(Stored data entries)
//! GUI IPC wrappers and client-side message helpers.

use orion_abi::gui::{GUI_MSG_CLOSE, GUI_MSG_CREATE, GUI_MSG_SET_TEXT, GuiMessage, gui_pack_wh};
use orion_abi::syscall as nr;

use super::raw::sys_call1;

pub fn sys_gui_bind() -> bool {
    sys_call1(nr::SYS_GUI_BIND, 0) != 0
}

pub fn sys_gui_send(msg: &GuiMessage) -> bool {
    sys_call1(nr::SYS_GUI_SEND, msg as *const _ as u32) != 0
}

pub fn sys_gui_recv(msg: &mut GuiMessage) -> bool {
    sys_call1(nr::SYS_GUI_RECV, msg as *mut _ as u32) != 0
}

/// CREATE: negative coordinates cascade, zero sizes pick the default.
pub fn gui_create(x: i32, y: i32, w: i32, h: i32, title: &str) -> bool {
    let mut msg = GuiMessage::empty();
    msg.msg_type = GUI_MSG_CREATE;
    msg.a = x;
    msg.b = y;
    msg.c = if w > 0 && h > 0 {
        gui_pack_wh(w as u32, h as u32)
    } else {
        0
    };
    msg.set_text(title.as_bytes());
    sys_gui_send(&msg)
}

pub fn gui_set_text(text: &str) -> bool {
    let mut msg = GuiMessage::empty();
    msg.msg_type = GUI_MSG_SET_TEXT;
    msg.set_text(text.as_bytes());
    sys_gui_send(&msg)
}

pub fn gui_close() -> bool {
    let mut msg = GuiMessage::empty();
    msg.msg_type = GUI_MSG_CLOSE;
    sys_gui_send(&msg)
}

--- INSTRUCTIONS TO FOLLOW ---
May I have exactly the lines from the one containing "msg.set_text(text.as_bytes());" through the last line of the data, both included?

--- EXERCISE ANSWER ---
    msg.set_text(text.as_bytes());
    sys_gui_send(&msg)
}

pub fn gui_close() -> bool {
    let mut msg = GuiMessage::empty();
    msg.msg_type = GUI_MSG_CLOSE;
    sys_gui_send(&msg)
}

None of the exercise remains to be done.